──────── Information ────────

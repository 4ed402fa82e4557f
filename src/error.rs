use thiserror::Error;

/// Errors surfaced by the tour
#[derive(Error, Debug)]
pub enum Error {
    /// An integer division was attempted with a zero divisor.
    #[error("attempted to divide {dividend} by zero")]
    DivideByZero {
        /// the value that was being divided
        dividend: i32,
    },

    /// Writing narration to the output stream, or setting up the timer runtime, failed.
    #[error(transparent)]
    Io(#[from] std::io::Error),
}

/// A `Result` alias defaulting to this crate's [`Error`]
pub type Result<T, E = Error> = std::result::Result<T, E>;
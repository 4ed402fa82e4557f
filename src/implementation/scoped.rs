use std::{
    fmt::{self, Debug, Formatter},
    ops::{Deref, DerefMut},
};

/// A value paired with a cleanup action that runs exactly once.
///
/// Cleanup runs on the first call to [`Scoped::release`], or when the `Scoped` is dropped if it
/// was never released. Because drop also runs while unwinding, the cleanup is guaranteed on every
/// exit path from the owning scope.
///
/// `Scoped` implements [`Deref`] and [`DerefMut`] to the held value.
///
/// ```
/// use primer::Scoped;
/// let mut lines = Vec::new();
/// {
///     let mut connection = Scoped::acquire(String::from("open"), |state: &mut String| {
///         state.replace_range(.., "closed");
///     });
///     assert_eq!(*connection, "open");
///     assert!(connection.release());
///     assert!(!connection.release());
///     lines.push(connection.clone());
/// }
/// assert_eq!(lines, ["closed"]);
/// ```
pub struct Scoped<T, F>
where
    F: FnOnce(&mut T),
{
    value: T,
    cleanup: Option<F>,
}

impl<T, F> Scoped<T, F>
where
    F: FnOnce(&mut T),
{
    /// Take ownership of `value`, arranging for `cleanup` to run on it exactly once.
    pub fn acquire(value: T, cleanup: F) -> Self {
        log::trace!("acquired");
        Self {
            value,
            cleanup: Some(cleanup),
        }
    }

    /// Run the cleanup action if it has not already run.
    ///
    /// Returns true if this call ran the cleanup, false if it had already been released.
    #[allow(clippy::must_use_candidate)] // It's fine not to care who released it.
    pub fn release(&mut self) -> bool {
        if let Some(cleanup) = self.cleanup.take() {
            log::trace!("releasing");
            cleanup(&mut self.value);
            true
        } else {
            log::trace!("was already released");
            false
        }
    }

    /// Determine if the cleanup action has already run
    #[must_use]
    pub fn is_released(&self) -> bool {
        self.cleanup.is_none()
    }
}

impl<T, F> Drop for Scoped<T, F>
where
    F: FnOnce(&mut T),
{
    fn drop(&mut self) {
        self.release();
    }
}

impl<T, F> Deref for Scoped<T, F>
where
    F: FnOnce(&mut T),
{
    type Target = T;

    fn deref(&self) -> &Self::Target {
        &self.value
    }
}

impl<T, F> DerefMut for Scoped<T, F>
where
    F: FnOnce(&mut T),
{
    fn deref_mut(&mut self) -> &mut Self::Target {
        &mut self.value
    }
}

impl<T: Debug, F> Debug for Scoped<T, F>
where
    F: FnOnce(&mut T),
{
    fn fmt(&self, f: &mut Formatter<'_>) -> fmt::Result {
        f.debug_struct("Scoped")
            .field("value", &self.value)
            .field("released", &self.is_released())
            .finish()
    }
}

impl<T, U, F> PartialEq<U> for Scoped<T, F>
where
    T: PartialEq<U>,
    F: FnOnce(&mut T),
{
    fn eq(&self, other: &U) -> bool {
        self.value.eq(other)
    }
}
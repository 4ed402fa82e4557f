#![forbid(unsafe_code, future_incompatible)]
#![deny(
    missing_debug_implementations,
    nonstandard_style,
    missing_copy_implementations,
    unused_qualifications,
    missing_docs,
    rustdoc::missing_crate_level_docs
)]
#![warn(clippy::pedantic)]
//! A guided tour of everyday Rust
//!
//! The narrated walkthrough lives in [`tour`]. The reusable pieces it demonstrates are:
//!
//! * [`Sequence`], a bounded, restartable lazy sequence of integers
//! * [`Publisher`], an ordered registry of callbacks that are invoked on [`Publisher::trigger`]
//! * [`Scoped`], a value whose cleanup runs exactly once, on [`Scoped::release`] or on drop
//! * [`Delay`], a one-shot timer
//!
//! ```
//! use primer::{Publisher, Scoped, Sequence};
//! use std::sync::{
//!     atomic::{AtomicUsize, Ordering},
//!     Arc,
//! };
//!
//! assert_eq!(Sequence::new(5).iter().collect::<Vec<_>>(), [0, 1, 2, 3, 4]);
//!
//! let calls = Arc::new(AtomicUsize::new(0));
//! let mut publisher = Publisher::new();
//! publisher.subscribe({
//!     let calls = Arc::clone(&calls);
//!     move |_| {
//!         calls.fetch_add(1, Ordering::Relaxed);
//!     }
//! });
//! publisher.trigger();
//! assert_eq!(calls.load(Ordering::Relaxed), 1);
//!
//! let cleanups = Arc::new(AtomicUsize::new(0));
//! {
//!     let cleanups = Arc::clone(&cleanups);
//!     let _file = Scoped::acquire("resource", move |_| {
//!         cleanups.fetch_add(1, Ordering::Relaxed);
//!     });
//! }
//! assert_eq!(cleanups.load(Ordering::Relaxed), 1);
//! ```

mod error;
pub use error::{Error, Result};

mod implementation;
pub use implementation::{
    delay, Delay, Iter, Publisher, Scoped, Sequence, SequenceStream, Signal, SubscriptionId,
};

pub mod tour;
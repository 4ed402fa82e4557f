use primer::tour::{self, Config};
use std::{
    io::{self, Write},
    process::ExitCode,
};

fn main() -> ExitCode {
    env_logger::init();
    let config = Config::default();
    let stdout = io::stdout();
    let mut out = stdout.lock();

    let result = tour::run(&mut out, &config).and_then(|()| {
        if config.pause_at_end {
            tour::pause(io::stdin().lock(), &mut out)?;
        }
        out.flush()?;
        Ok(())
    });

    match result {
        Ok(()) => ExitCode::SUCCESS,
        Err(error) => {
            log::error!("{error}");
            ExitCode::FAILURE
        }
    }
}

────────

» What you will do
Take the material above and return all of it exactly.

» Answer
repository 4ed402fa82e4557f
filename src/error.rs
use thiserror::Error;

/// Errors surfaced by the tour
#[derive(Error, Debug)]
pub enum Error {
    /// An integer division was attempted with a zero divisor.
    #[error("attempted to divide {dividend} by zero")]
    DivideByZero {
        /// the value that was being divided
        dividend: i32,
    },

    /// Writing narration to the output stream, or setting up the timer runtime, failed.
    #[error(transparent)]
    Io(#[from] std::io::Error),
}

/// A `Result` alias defaulting to this crate's [`Error`]
pub type Result<T, E = Error> = std::result::Result<T, E>;
repository 4ed402fa82e4557f
filename src/implementation/scoped.rs
use std::{
    fmt::{self, Debug, Formatter},
    ops::{Deref, DerefMut},
};

/// A value paired with a cleanup action that runs exactly once.
///
/// Cleanup runs on the first call to [`Scoped::release`], or when the `Scoped` is dropped if it
/// was never released. Because drop also runs while unwinding, the cleanup is guaranteed on every
/// exit path from the owning scope.
///
/// `Scoped` implements [`Deref`] and [`DerefMut`] to the held value.
///
/// ```
/// use primer::Scoped;
/// let mut lines = Vec::new();
/// {
///     let mut connection = Scoped::acquire(String::from("open"), |state: &mut String| {
///         state.replace_range(.., "closed");
///     });
///     assert_eq!(*connection, "open");
///     assert!(connection.release());
///     assert!(!connection.release());
///     lines.push(connection.clone());
/// }
/// assert_eq!(lines, ["closed"]);
/// ```
pub struct Scoped<T, F>
where
    F: FnOnce(&mut T),
{
    value: T,
    cleanup: Option<F>,
}

impl<T, F> Scoped<T, F>
where
    F: FnOnce(&mut T),
{
    /// Take ownership of `value`, arranging for `cleanup` to run on it exactly once.
    pub fn acquire(value: T, cleanup: F) -> Self {
        log::trace!("acquired");
        Self {
            value,
            cleanup: Some(cleanup),
        }
    }

    /// Run the cleanup action if it has not already run.
    ///
    /// Returns true if this call ran the cleanup, false if it had already been released.
    #[allow(clippy::must_use_candidate)] // It's fine not to care who released it.
    pub fn release(&mut self) -> bool {
        if let Some(cleanup) = self.cleanup.take() {
            log::trace!("releasing");
            cleanup(&mut self.value);
            true
        } else {
            log::trace!("was already released");
            false
        }
    }

    /// Determine if the cleanup action has already run
    #[must_use]
    pub fn is_released(&self) -> bool {
        self.cleanup.is_none()
    }
}

impl<T, F> Drop for Scoped<T, F>
where
    F: FnOnce(&mut T),
{
    fn drop(&mut self) {
        self.release();
    }
}

impl<T, F> Deref for Scoped<T, F>
where
    F: FnOnce(&mut T),
{
    type Target = T;

    fn deref(&self) -> &Self::Target {
        &self.value
    }
}

impl<T, F> DerefMut for Scoped<T, F>
where
    F: FnOnce(&mut T),
{
    fn deref_mut(&mut self) -> &mut Self::Target {
        &mut self.value
    }
}

impl<T: Debug, F> Debug for Scoped<T, F>
where
    F: FnOnce(&mut T),
{
    fn fmt(&self, f: &mut Formatter<'_>) -> fmt::Result {
        f.debug_struct("Scoped")
            .field("value", &self.value)
            .field("released", &self.is_released())
            .finish()
    }
}

impl<T, U, F> PartialEq<U> for Scoped<T, F>
where
    T: PartialEq<U>,
    F: FnOnce(&mut T),
{
    fn eq(&self, other: &U) -> bool {
        self.value.eq(other)
    }
}
repository 4ed402fa82e4557f
#![forbid(unsafe_code, future_incompatible)]
#![deny(
    missing_debug_implementations,
    nonstandard_style,
    missing_copy_implementations,
    unused_qualifications,
    missing_docs,
    rustdoc::missing_crate_level_docs
)]
#![warn(clippy::pedantic)]
//! A guided tour of everyday Rust
//!
//! The narrated walkthrough lives in [`tour`]. The reusable pieces it demonstrates are:
//!
//! * [`Sequence`], a bounded, restartable lazy sequence of integers
//! * [`Publisher`], an ordered registry of callbacks that are invoked on [`Publisher::trigger`]
//! * [`Scoped`], a value whose cleanup runs exactly once, on [`Scoped::release`] or on drop
//! * [`Delay`], a one-shot timer
//!
//! ```
//! use primer::{Publisher, Scoped, Sequence};
//! use std::sync::{
//!     atomic::{AtomicUsize, Ordering},
//!     Arc,
//! };
//!
//! assert_eq!(Sequence::new(5).iter().collect::<Vec<_>>(), [0, 1, 2, 3, 4]);
//!
//! let calls = Arc::new(AtomicUsize::new(0));
//! let mut publisher = Publisher::new();
//! publisher.subscribe({
//!     let calls = Arc::clone(&calls);
//!     move |_| {
//!         calls.fetch_add(1, Ordering::Relaxed);
//!     }
//! });
//! publisher.trigger();
//! assert_eq!(calls.load(Ordering::Relaxed), 1);
//!
//! let cleanups = Arc::new(AtomicUsize::new(0));
//! {
//!     let cleanups = Arc::clone(&cleanups);
//!     let _file = Scoped::acquire("resource", move |_| {
//!         cleanups.fetch_add(1, Ordering::Relaxed);
//!     });
//! }
//! assert_eq!(cleanups.load(Ordering::Relaxed), 1);
//! ```

mod error;
pub use error::{Error, Result};

mod implementation;
pub use implementation::{
    delay, Delay, Iter, Publisher, Scoped, Sequence, SequenceStream, Signal, SubscriptionId,
};

pub mod tour;
repository 4ed402fa82e4557f
use primer::tour::{self, Config};
use std::{
    io::{self, Write},
    process::ExitCode,
};

fn main() -> ExitCode {
    env_logger::init();
    let config = Config::default();
    let stdout = io::stdout();
    let mut out = stdout.lock();

    let result = tour::run(&mut out, &config).and_then(|()| {
        if config.pause_at_end {
            tour::pause(io::stdin().lock(), &mut out)?;
        }
        out.flush()?;
        Ok(())
    });

    match result {
        Ok(()) => ExitCode::SUCCESS,
        Err(error) => {
            log::error!("{error}");
            ExitCode::FAILURE
        }
    }
}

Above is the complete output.